Publié le 01 avr 2017Lecture 7 min
Insuffisance cardiaque à FEVG préservée ou à FEVG intermédiaire : quésako ?
Lamia KESRI-TARTIÈRE, Service de réadaptation cardiovasculaire, hôpital Léon Bérard, Hyères
Les dernières recommandations sur l’insuffisance cardiaque (IC) de l’ESC 2016 ont accouché d’une troisième forme d’IC : l’IC à fraction d’éjection intermédiaire (ICFEi). Éléphant ou souris, cela reste à déterminer. Cette nouvelle forme se positionne comme un intermédiaire entre l’IC à fraction d’éjection réduite (ICFEr) définie par une fraction d’éjection ≤ 40 % et l’IC à fraction d’éjection préservée (ICFEp) définie par une fraction d’éjection ≥ 50 %.
Insuffisance cardiaque à FEVG intermédiaire
Les critères nécessaires à sa définition sont au nombre de trois :
- symptômes et/ou signes d’IC ;
- BNP > 35 pg/ml ou NTproBNP > 125 pg/ml ;
- anomalie échographique structurelle (HVG ♂ > 115 g/m2, ♀ > 95 g/m2 et/ou dilatation OG > 34 ml/m2) et anomalie fonctionnelle (E/E’ > 13 et E’ < 9 cm/s).

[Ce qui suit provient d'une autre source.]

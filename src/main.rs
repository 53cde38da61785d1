use anyhow::{Context, Result};
use helios::config::Config;
use helios::driver::{ShutdownHandle, SwitchDriver};
use tracing::{error, info, warn};

/// Trigger shutdown on Ctrl-C or SIGTERM
async fn wait_for_signal(handle: ShutdownHandle) {
    let ctrl_c = async {
        if let Err(e) = tokio::signal::ctrl_c().await {
            warn!("Failed to listen for Ctrl-C: {}", e);
            std::future::pending::<()>().await;
        }
    };

    #[cfg(unix)]
    let terminate = async {
        match tokio::signal::unix::signal(tokio::signal::unix::SignalKind::terminate()) {
            Ok(mut sig) => {
                sig.recv().await;
            }
            Err(e) => {
                warn!("Failed to listen for SIGTERM: {}", e);
                std::future::pending::<()>().await;
            }
        }
    };

    #[cfg(not(unix))]
    let terminate = std::future::pending::<()>();

    tokio::select! {
        () = ctrl_c => info!("Received Ctrl-C"),
        () = terminate => info!("Received SIGTERM"),
    }
    handle.request_shutdown();
}

#[tokio::main]
async fn main() -> Result<()> {
    let config_path = std::env::args().nth(1);
    let config = Config::load(config_path.as_deref()).map_err(|e| {
        eprintln!("Failed to load configuration: {}", e);
        anyhow::anyhow!(e)
    })?;
    config
        .validate()
        .map_err(|e| anyhow::anyhow!(e))
        .context("Invalid configuration")?;

    helios::logging::init_logging(&config.logging).map_err(|e| anyhow::anyhow!(e))?;
    info!("Helios {} starting up", env!("APP_VERSION"));

    let mut driver = SwitchDriver::from_config(&config)
        .map_err(|e| anyhow::anyhow!("Failed to create driver: {}", e))?;

    let signals = tokio::spawn(wait_for_signal(driver.shutdown_handle()));

    let outcome = driver.run().await;
    signals.abort();

    match outcome {
        Ok(()) => {
            info!("Driver shutdown complete");
            Ok(())
        }
        Err(e) => {
            error!("Driver failed with error: {}", e);
            Err(anyhow::anyhow!("Driver error: {}", e))
        }
    }
}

La mesure de la FEVG sépare alors l’habituelle ICFEp (> 50 %) de la nouvelle ICFEi (4050 %).
Cette classification purement arbitraire est critiquable, en raison des limites de variabilité et de reproductibilité de la mesure de la FEVG, mais également du fait de l’évolution naturelle de la FEVG dans cette zone grise de 4050 % pouvant évoluer vers l’un ou l’autre des groupes d’IC habituels. Très peu de données sont disponibles pour cette nouvelle classe qui représenterait 10 à 20 % des IC(2). Ses caractéristiques cliniques et anamnestiques semblent être intermédiaires entre ICFEp et ICFEr. Il est noté une prévalence de coronaropathie similaire aux ICFEr. Ce phénotype présente également des spécificités échographiques avec un remodelage plus excentrique pouvant représenter un stade précoce de l’ICFEr, une baisse de la contractilité et une perte de la compliance du VG(2) (figure 1).

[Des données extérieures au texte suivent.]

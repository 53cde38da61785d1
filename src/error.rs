//! Error types and handling for Helios
//!
//! This module defines the error types used throughout the application.
//! Source failures carry a [`ConnectionErrorKind`] so the control loop can
//! tell a flaky network apart from a misconfigured register map.

use thiserror::Error;

/// Result type alias for Helios operations
pub type Result<T> = std::result::Result<T, HeliosError>;

/// Classification of a failed power-source read
#[derive(Debug, Clone, Copy, PartialEq, Eq)]
pub enum ConnectionErrorKind {
    /// Refused, timed out or dropped; retrying is sensible
    Transient,
    /// Wrong address, unit or register layout; retrying will not help
    ProtocolMismatch,
}

impl std::fmt::Display for ConnectionErrorKind {
    fn fmt(&self, f: &mut std::fmt::Formatter<'_>) -> std::fmt::Result {
        match self {
            Self::Transient => write!(f, "transient"),
            Self::ProtocolMismatch => write!(f, "protocol mismatch"),
        }
    }
}

/// Main error type for Helios
#[derive(Debug, Error)]
pub enum HeliosError {
    /// Configuration-related errors
    #[error("Configuration error: {message}")]
    Config { message: String },

    /// Threshold/dwell settings violate their invariants
    #[error("Invalid thresholds: {message}")]
    InvalidThresholds { message: String },

    /// Validation errors
    #[error("Validation error: {field} - {message}")]
    Validation { field: String, message: String },

    /// Power source (inverter) communication errors
    #[error("Connection error ({kind}): {message}")]
    Connection {
        kind: ConnectionErrorKind,
        message: String,
    },

    /// Relay hardware write failed; the physical state is unknown
    #[error("Actuation error: hardware fault: {message}")]
    Actuation { message: String },

    /// Serialization/deserialization errors
    #[error("Serialization error: {message}")]
    Serialization { message: String },

    /// File I/O errors
    #[error("I/O error: {message}")]
    Io { message: String },
}

impl HeliosError {
    /// Create a new configuration error
    pub fn config<S: Into<String>>(message: S) -> Self {
        Self::Config {
            message: message.into(),
        }
    }

    /// Create a new invalid-thresholds error
    pub fn invalid_thresholds<S: Into<String>>(message: S) -> Self {
        Self::InvalidThresholds {
            message: message.into(),
        }
    }

    /// Create a new validation error
    pub fn validation<S: Into<String>>(field: S, message: S) -> Self {
        Self::Validation {
            field: field.into(),
            message: message.into(),
        }
    }

    /// Create a transient connection error
    pub fn transient<S: Into<String>>(message: S) -> Self {
        Self::Connection {
            kind: ConnectionErrorKind::Transient,
            message: message.into(),
        }
    }

    /// Create a protocol-mismatch connection error
    pub fn protocol_mismatch<S: Into<String>>(message: S) -> Self {
        Self::Connection {
            kind: ConnectionErrorKind::ProtocolMismatch,
            message: message.into(),
        }
    }

    /// Create a new hardware fault
    pub fn hardware_fault<S: Into<String>>(message: S) -> Self {
        Self::Actuation {
            message: message.into(),
        }
    }

    /// Create a new I/O error
    pub fn io<S: Into<String>>(message: S) -> Self {
        Self::Io {
            message: message.into(),
        }
    }

    /// Connection kind, if this is a source failure
    pub const fn connection_kind(&self) -> Option<ConnectionErrorKind> {
        match self {
            Self::Connection { kind, .. } => Some(*kind),
            _ => None,
        }
    }

    /// Whether retrying the failed operation soon is sensible
    pub fn is_transient(&self) -> bool {
        self.connection_kind() == Some(ConnectionErrorKind::Transient)
    }
}

impl From<std::io::Error> for HeliosError {
    fn from(err: std::io::Error) -> Self {
        Self::io(err.to_string())
    }
}

impl From<serde_yaml::Error> for HeliosError {
    fn from(err: serde_yaml::Error) -> Self {
        Self::Serialization {
            message: err.to_string(),
        }
    }
}

impl From<serde_json::Error> for HeliosError {
    fn from(err: serde_json::Error) -> Self {
        Self::Serialization {
            message: err.to_string(),
        }
    }
}
pub mod error;
pub mod index;

pub use error::{Result, StrataError};
pub use index::{
    DecoratedKey, Descriptor, Mode, OnDiskIndexBuilder, TermSize, TokenTreeBuilder, ValueType,
};

/// Library version
pub const VERSION: &str = env!("CARGO_PKG_VERSION");
//! Ordering transform between the accumulator and the block writer
//!
//! Accumulated terms arrive unordered; this stage imposes the sole total
//! order consumed downstream. In `SUFFIX` mode over a text comparator each
//! term is expanded into its suffixes, with postings of terms sharing a
//! suffix merged into one tree.

use std::collections::BTreeMap;

use bytes::Bytes;

use crate::index::comparator::ValueType;
use crate::index::token_tree::TokenTreeBuilder;
use crate::index::types::Mode;

/// Collects `(term, postings)` pairs and orders them for the writer
pub struct SuffixArrayBuilder {
    comparator: ValueType,
    mode: Mode,
    terms: Vec<(Bytes, TokenTreeBuilder)>,
}

impl SuffixArrayBuilder {
    pub fn new(comparator: ValueType, mode: Mode) -> Self {
        Self {
            comparator,
            mode,
            terms: Vec::new(),
        }
    }

    pub fn add(&mut self, term: Bytes, tokens: TokenTreeBuilder) {
        self.terms.push((term, tokens));
    }

    /// Order the collected terms and hand them off as an iterator.
    pub fn finish(self) -> TermIterator {
        let comparator = self.comparator;
        let entries = if self.mode == Mode::Suffix && comparator.is_text() {
            // text comparators order bytewise, so a BTreeMap keyed on the
            // raw bytes yields comparator order for free
            let mut expanded: BTreeMap<Bytes, TokenTreeBuilder> = BTreeMap::new();
            for (term, tokens) in &self.terms {
                for suffix in suffixes(term) {
                    expanded.entry(suffix).or_default().add_all(tokens);
                }
            }
            expanded.into_iter().collect()
        } else {
            let mut sorted = self.terms;
            sorted.sort_by(|a, b| comparator.compare(&a.0, &b.0));
            sorted
        };

        TermIterator::new(entries)
    }
}

/// All suffixes of a term, longest first
///
/// Valid UTF-8 splits at character boundaries; anything else splits at
/// byte boundaries.
fn suffixes(term: &Bytes) -> Vec<Bytes> {
    match std::str::from_utf8(term) {
        Ok(s) => s.char_indices().map(|(i, _)| term.slice(i..)).collect(),
        Err(_) => (0..term.len()).map(|i| term.slice(i..)).collect(),
    }
}

/// Ordered stream of `(term, postings)` pairs feeding the data level
pub struct TermIterator {
    entries: std::vec::IntoIter<(Bytes, TokenTreeBuilder)>,
    min_term: Option<Bytes>,
    max_term: Option<Bytes>,
}

impl TermIterator {
    fn new(entries: Vec<(Bytes, TokenTreeBuilder)>) -> Self {
        let min_term = entries.first().map(|(term, _)| term.clone());
        let max_term = entries.last().map(|(term, _)| term.clone());
        Self {
            entries: entries.into_iter(),
            min_term,
            max_term,
        }
    }

    /// Smallest emitted term.
    pub fn min_term(&self) -> Option<&Bytes> {
        self.min_term.as_ref()
    }

    /// Largest emitted term.
    pub fn max_term(&self) -> Option<&Bytes> {
        self.max_term.as_ref()
    }
}

impl Iterator for TermIterator {
    type Item = (Bytes, TokenTreeBuilder);

    fn next(&mut self) -> Option<Self::Item> {
        self.entries.next()
    }
}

Figure 1. Courbes pressions volumes chez ICFEp, ICFEi et ICFEr (d’après Lam CS et al.(2)).
Ces caractéristiques font envisager l’ICFEi comme une forme clinique et échographique de transition entre l’ICFEr et l’ICFEp, et non comme un nouveau type d’IC.

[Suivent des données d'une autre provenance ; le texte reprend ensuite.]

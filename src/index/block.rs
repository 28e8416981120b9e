//! Fixed-size block encoders for the term cascade
//!
//! Every block is a 4 KiB region: a 4-byte term count, a 2-byte offset per
//! term pointing into the payload, the payload, zero padding. Data blocks
//! append posting bodies behind the padded base block.

use std::io::{self, Write};

use bytes::{BufMut, Bytes};

use crate::index::output::IndexOutput;
use crate::index::token_tree::TokenTreeBuilder;
use crate::index::types::{Mode, TermSize, BLOCK_SIZE};

/// Largest token count a SPARSE posting list may have to be inlined.
const MAX_INLINE_TOKENS: u64 = 5;

/// A term held in memory between `add` and the owning block's flush
pub(crate) trait IndexTerm {
    fn term(&self) -> &Bytes;

    /// Bytes this term occupies in the block payload.
    fn serialized_size(&self, term_size: TermSize) -> usize;
}

/// Separator promoted into a pointer-level block
#[derive(Clone, Debug)]
pub(crate) struct PointerTerm {
    pub term: Bytes,
    /// Ordinal of the child block within its level.
    pub block_index: u32,
}

impl PointerTerm {
    pub fn new(term: Bytes, block_index: u32) -> Self {
        Self { term, block_index }
    }
}

impl IndexTerm for PointerTerm {
    fn term(&self) -> &Bytes {
        &self.term
    }

    fn serialized_size(&self, term_size: TermSize) -> usize {
        term_payload_size(&self.term, term_size) + 4
    }
}

/// A term and its postings, bound for the data level
#[derive(Clone, Debug)]
pub(crate) struct DataTerm {
    pub term: Bytes,
    pub keys: TokenTreeBuilder,
}

impl DataTerm {
    pub fn new(term: Bytes, keys: TokenTreeBuilder) -> Self {
        Self { term, keys }
    }
}

impl IndexTerm for DataTerm {
    fn term(&self) -> &Bytes {
        &self.term
    }

    fn serialized_size(&self, term_size: TermSize) -> usize {
        term_payload_size(&self.term, term_size)
    }
}

fn term_payload_size(term: &Bytes, term_size: TermSize) -> usize {
    let prefix = if term_size.is_constant() { 0 } else { 2 };
    prefix + term.len()
}

/// One kind of in-process block; the level writer is generic over this seam.
pub(crate) trait TermBlock {
    type Term: IndexTerm;

    fn has_space_for(&self, term: &Self::Term) -> bool;
    fn add(&mut self, term: Self::Term);
    fn flush_and_clear<W: Write>(&mut self, out: &mut IndexOutput<W>) -> io::Result<()>;
}

/// In-process block of pointer terms
pub(crate) struct MutableBlock {
    buffer: Vec<u8>,
    offsets: Vec<u16>,
    term_size: TermSize,
}

impl MutableBlock {
    pub fn new(term_size: TermSize) -> Self {
        Self {
            buffer: Vec::with_capacity(BLOCK_SIZE),
            offsets: Vec::new(),
            term_size,
        }
    }

    /// Block size if one more term of `serialized` payload bytes is added,
    /// counting its offset-table entry.
    fn size_after(&self, serialized: usize) -> usize {
        4 + 2 * (self.offsets.len() + 1) + self.buffer.len() + serialized
    }

    /// Record the offset of the next term.
    fn begin_term(&mut self) {
        self.offsets.push(self.buffer.len() as u16);
    }

    /// Serialize term bytes; variable-width terms carry a u16 length prefix.
    fn put_term(&mut self, term: &Bytes) {
        if !self.term_size.is_constant() {
            self.buffer.put_u16(term.len() as u16);
        }
        self.buffer.put_slice(term);
    }

    /// Write count, offset table and payload, pad to the block boundary,
    /// and reset for the next block.
    fn flush_base<W: Write>(&mut self, out: &mut IndexOutput<W>) -> io::Result<()> {
        out.write_i32(self.offsets.len() as i32)?;
        for offset in &self.offsets {
            out.write_u16(*offset)?;
        }
        out.write_all(&self.buffer)?;

        out.align_to_block()?;

        self.offsets.clear();
        self.buffer.clear();
        Ok(())
    }
}

impl TermBlock for MutableBlock {
    type Term = PointerTerm;

    fn has_space_for(&self, term: &PointerTerm) -> bool {
        self.size_after(term.serialized_size(self.term_size)) < BLOCK_SIZE
    }

    fn add(&mut self, term: PointerTerm) {
        self.begin_term();
        self.put_term(&term.term);
        self.buffer.put_u32(term.block_index);
    }

    fn flush_and_clear<W: Write>(&mut self, out: &mut IndexOutput<W>) -> io::Result<()> {
        self.flush_base(out)
    }
}

/// In-process data block: terms plus inline or referenced posting bodies
pub(crate) struct MutableDataBlock {
    base: MutableBlock,
    mode: Mode,
    /// Running byte offset into the overflow region behind the block.
    offset: u32,
    sparse_value_terms: u32,
    containers: Vec<TokenTreeBuilder>,
    combined_index: TokenTreeBuilder,
}

impl MutableDataBlock {
    pub fn new(mode: Mode, term_size: TermSize) -> Self {
        Self {
            base: MutableBlock::new(term_size),
            mode,
            offset: 0,
            sparse_value_terms: 0,
            containers: Vec::new(),
            combined_index: TokenTreeBuilder::new(),
        }
    }

    /// Bytes the posting reference occupies in the payload: an inline
    /// count-plus-tokens run, or a 1-byte tag and 4-byte overflow offset.
    fn ptr_length(keys: &TokenTreeBuilder) -> usize {
        if keys.token_count() > MAX_INLINE_TOKENS {
            5
        } else {
            1 + 8 * keys.token_count() as usize
        }
    }

    fn write_inline_term(&mut self, term: &Bytes, keys: &TokenTreeBuilder) {
        self.base.put_term(term);
        self.base.buffer.put_u8(keys.token_count() as u8);
        for (token, _) in keys.iter() {
            self.base.buffer.put_i64(*token);
        }
    }

    fn write_overflow_term(&mut self, term: &Bytes, offset: u32) {
        self.base.put_term(term);
        self.base.buffer.put_u8(0x0);
        self.base.buffer.put_u32(offset);
    }
}

impl TermBlock for MutableDataBlock {
    type Term = DataTerm;

    fn has_space_for(&self, term: &DataTerm) -> bool {
        let serialized = term.serialized_size(self.base.term_size) + Self::ptr_length(&term.keys);
        self.base.size_after(serialized) < BLOCK_SIZE
    }

    fn add(&mut self, term: DataTerm) {
        self.base.begin_term();

        let DataTerm { term, keys } = term;

        if self.mode == Mode::Sparse {
            self.combined_index.add_all(&keys);
        }

        if self.mode == Mode::Sparse && keys.token_count() <= MAX_INLINE_TOKENS {
            self.write_inline_term(&term, &keys);
            self.sparse_value_terms += 1;
        } else {
            self.write_overflow_term(&term, self.offset);
            self.offset += keys.serialized_size() as u32;
            self.containers.push(keys);
        }
    }

    fn flush_and_clear<W: Write>(&mut self, out: &mut IndexOutput<W>) -> io::Result<()> {
        self.base.flush_base(out)?;

        // overflow-region start, or -1 when every term in the block inlined
        out.write_i32(if self.sparse_value_terms == 0 {
            -1
        } else {
            self.offset as i32
        })?;

        for tokens in &self.containers {
            tokens.write(out)?;
        }

        if self.sparse_value_terms > 0 {
            self.combined_index.write(out)?;
        }

        out.align_to_block()?;

        self.containers.clear();
        self.combined_index = TokenTreeBuilder::new();
        self.offset = 0;
        self.sparse_value_terms = 0;
        Ok(())
    }
}
use std::io;
use std::path::PathBuf;

use thiserror::Error;

/// Main error type for Strata operations
#[derive(Error, Debug)]
pub enum StrataError {
    #[error("Failed to write index file {path}: {source}")]
    IndexWrite {
        path: PathBuf,
        #[source]
        source: io::Error,
    },

    #[error("IO error: {0}")]
    Io(#[from] io::Error),

    #[error("Unknown index mode: {0}")]
    InvalidMode(String),
}

/// Result type alias for Strata operations
pub type Result<T> = std::result::Result<T, StrataError>;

Insuffisance cardiaque à FEVG préservée
L’ICFEp est une nosologie complexe associant différents mécanismes physiopathologiques (à des degrés variables selon les patients), à de nombreuses comorbidités. L’ICFEp du sujet âgé, en s’affranchissant des formes particulières comme les cardiopathies hypertrophiques ou restrictives typiques, semble correspondre au profil typique rencontré par les cliniciens. Sa prévalence devrait être deux fois celle de l’ICFEr à l’horizon 2020(3).
L’importance des comorbidités
La présence de comorbidités dans l’ICFEp est un facteur aggravant la pathologie en termes de pronostic, de symptômes et donc de qualité de vie. Certaines de ces comorbidités associées, voire précédant l’ICFEp, comme l’hypertension, la consommation de tabac, le surpoids, le diabète, la BPCO, le syndrome d’apnée du sommeil ou l’insuffisance rénale chronique sont susceptibles de favoriser l’apparition d’un état proinflammatoire caractérisé par la libération de nombreuses molécules de l’inflammation. Cette inflammation pourrait participer à la détérioration structurelle et fonctionnelle du système cardiovasculaire, systémique comme pulmonaire(4,5).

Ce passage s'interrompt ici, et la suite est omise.